A review by goosemixtapes
OCD Love Story by Corey Ann Haydu

3.0

i will admit i have some conflicting feelings about this one, which is inevitable, because OCD is one of those topics i'm incapable of shutting the fuck up about. my tl;dr is that i'd give this 3.5 stars and i agree with basically everything said in this review. my other scattered thoughts are as follows:

>i was never sure how much i actually liked bea. i could empathize with her, of course, but every once in a while she'd say or do something that had me squinting. i don't even mean the stalking, because that's clearly a compulsion, or the internalized ableism, because that's to some degree deconstructed; i mean, like, kissing a guy right after he has a panic attack, or saying that it's sexy to see him drugged up on anxiety meds.

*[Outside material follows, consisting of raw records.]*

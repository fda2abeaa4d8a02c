//! # locker-storage
//!
//! Object storage providers for the document locker: local filesystem,
//! S3-compatible object stores, and process memory. All of them implement
//! [`locker_core::traits::StorageProvider`]; [`manager::build_provider`]
//! picks one from configuration.

pub mod manager;
pub mod mime;
pub mod providers;
pub mod signing;

pub use manager::build_provider;
pub use signing::UrlSigner;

>i say the internalized ableism is deconstructed to some degree. not fully. and, IMO, that goes hand-in-hand with the fact that lisha does not feel nearly held responsible for her ableism. i do think she did the right thing in the end by
Spoilerhanding in bea's journal
, and i'm not even blaming her for being exhausted by her friendship with bea, because dealing with OCD is exhausting for the sufferer and the people around them! i also understand that i'm predisposed to fucking hate lisha because i'm very sensitive about the way neurotypical people perceive OCD! but ohhhh my fucking god. this girl really called beck a freak repeatedly and continuously antagonized him and also talked about wanting to make "normal" friends at college and then we BARELY EVER CAME BACK TO THAT and
Spoilerthe very last chapter saw bea and lisha friends again after the world's most half-assed apology
. on god i've never wanted to beat up a YA best friend character this bad

>beck... i like beck. i have very soft feelings toward beck. i think that's in part because he and i have some of the same compulsions; it was very strange and tender to read about him because it was sort of like reading about myself in the third-person, and the fact that the narrative treats him with clear empathy meant a lot.

>this book never had me in a stranglehold the way turtles all the way down did (i think it's impressive that i've gone this long in this review without mentioning that book because it's the only other book i've ever read about OCD that actually worked for me), but it definitely does Get It. (i was never fully triggered, but some of this was exhausting to read; my brain got a little skittery.) which i was kind of pleasantly surprised about! honestly, i'm not sure the summary sells this book very well - even the cover is full of repetitions of "i will not stalk that boy," but there's no love triangle here and bea arguably never has romantic/sexual feelings for the object of her stalking, which is very clearly a compulsion and driven by runaway anxiety. + the romance, while it exists, is definitely backseat to the mental health aspect.

>and yet... i honestly just wish this book had gone FURTHER with the mental health stuff. not even, necessarily, in representation of bea's symptoms (in the beginning it felt much more focused on her external compulsions instead of the thought processes driving them, but that evened out as we went on), but in the recovery process. i'm very iffy about how this book presents exposure therapy; i know my experience isn't 1:1 with everyone else's, but bea's exposure therapy seems... rather too sudden and too fast. rather than easing her into anything, her therapist really kind of just... shoves her right at the problem. and it works! very fast! faster than maybe it should! the last chapter of the book in particular felt like a strange time-skip to bea being Abruptly Much Better, which was cheering to see, but i wasn't entirely sure the book had earned it. also, like, let's get into some of the other stuff glossed over! let's get into lisha's drinking issues! let's get into rudy and fawn and jenny! let's take it a little further and get a little deeper and grittier!

overall, though, despite my gripes, i think this is a pretty good book, both in general and about OCD. like, if i met a neurotypical person whose main exposure to actual non-sensationalized OCD was this book, i'd be able to work with that, i think. that would be just fine. also, i read this in four days and would have finished it faster if not for school, so that's a point in its favor, i'd say.